I think there’s something in here for everybody but I think the people that gravitate towards us the most are going to be women who are 25 and above, who travel, are educated, they’re strong and independent and they don’t mind stepping out of the norm. A lot of the pieces, and we’ve had a few customers say this to us, make them feel really special because it’s been personally selected and you can’t find it anywhere else in Dubai — even though its less than what you’d pay for something from a mall it feels more special. I feel like women who will come here and shop want to look different. We don’t buy a lot of pieces in each style either so they’re pretty unique.
Are there expansion plans?
Yes. I was never going to leave my job for it to be just one store, I want to turn it into a community and then a group. The idea is that when this is settled — and I’m in no rush as I really want to focus on one thing at a time — to branch out into The Edit interiors or The Edit kids.
Is there an e-commerce store linked just yet?

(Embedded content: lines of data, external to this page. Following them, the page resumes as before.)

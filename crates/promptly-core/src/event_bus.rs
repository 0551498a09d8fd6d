//! Application-wide event bus
//!
//! Holds the most recently dispatched event. Components that need to react
//! to cross-cutting happenings ("profile-changed", "template-saved", ...)
//! subscribe to it instead of holding references to each other.

use serde::{Deserialize, Serialize};

use crate::observable::{Observable, Subscription};

#[derive(Debug, Clone, PartialEq, Serialize, Deserialize)]
pub struct BusEvent {
    pub event: String,
    #[serde(default, skip_serializing_if = "Option::is_none")]
    pub data: Option<serde_json::Value>,
}

#[derive(Debug, Clone)]
pub struct EventBus {
    state: Observable<Option<BusEvent>>,
}

impl EventBus {
    pub fn new() -> Self {
        Self {
            state: Observable::new(None),
        }
    }

    /// Publish an event. Subscribers are notified even if it repeats the last one.
    pub fn dispatch(&self, event: impl Into<String>, data: Option<serde_json::Value>) {
        let event = BusEvent {
            event: event.into(),
            data,
        };
        tracing::debug!(event = %event.event, "Dispatching bus event");
        self.state.set(Some(event));
    }

    /// Last dispatched event, if any
    pub fn last(&self) -> Option<BusEvent> {
        self.state.get()
    }

    pub fn subscribe(&self) -> Subscription<Option<BusEvent>> {
        self.state.subscribe()
    }
}

impl Default for EventBus {
    fn default() -> Self {
        Self::new()
    }
}

#[cfg(test)]
mod tests {
    use super::*;
    use serde_json::json;

    #[tokio::test]
    async fn test_initial_value_is_none() {
        let bus = EventBus::new();
        let mut subscription = bus.subscribe();
        assert_eq!(subscription.next().await, Some(None));
        assert!(bus.last().is_none());
    }

    #[tokio::test]
    async fn test_repeated_dispatch_notifies_each_time() {
        let bus = EventBus::new();
        let mut subscription = bus.subscribe();
        subscription.next().await;

        bus.dispatch("profile-changed", Some(json!({"id": "p1"})));
        let first = subscription.next().await.flatten().unwrap();
        assert_eq!(first.event, "profile-changed");
        assert_eq!(first.data, Some(json!({"id": "p1"})));

        bus.dispatch("profile-changed", Some(json!({"id": "p1"})));
        let second = subscription.next().await.flatten().unwrap();
        assert_eq!(second, first);
    }
}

Not currently but there definitely will be. My focus at the moment is on the downstairs but I’m thinking ahead for the upstairs space.
What do you have in mind?
We’re having a few pop-ups and we have our own Edit art exhibitions taking place plus we’re going to be renting out the space to galleries and doing collaborations in that space. I’m quite selective about who we work with. There’s a reason I called it The Edit; it’s edited, it’s a selection of different things that are harmonious and work together well, that are beautiful and there’s soul to it.
“I really do see Dubai moving in a direction where people are looking for more alternative spaces.”
Why was now the right time to open the store?
I really do see Dubai moving in a direction where people are looking for more alternative spaces. With the rise of places like Alserkal and Bastakiya, the city is drawing different crowds and the art fairs are getting better and people who aren’t just looking for the Dubai lifestyle are moving to Dubai and bringing so many new aspects with them.
The Edit is located on Al Wasl Road.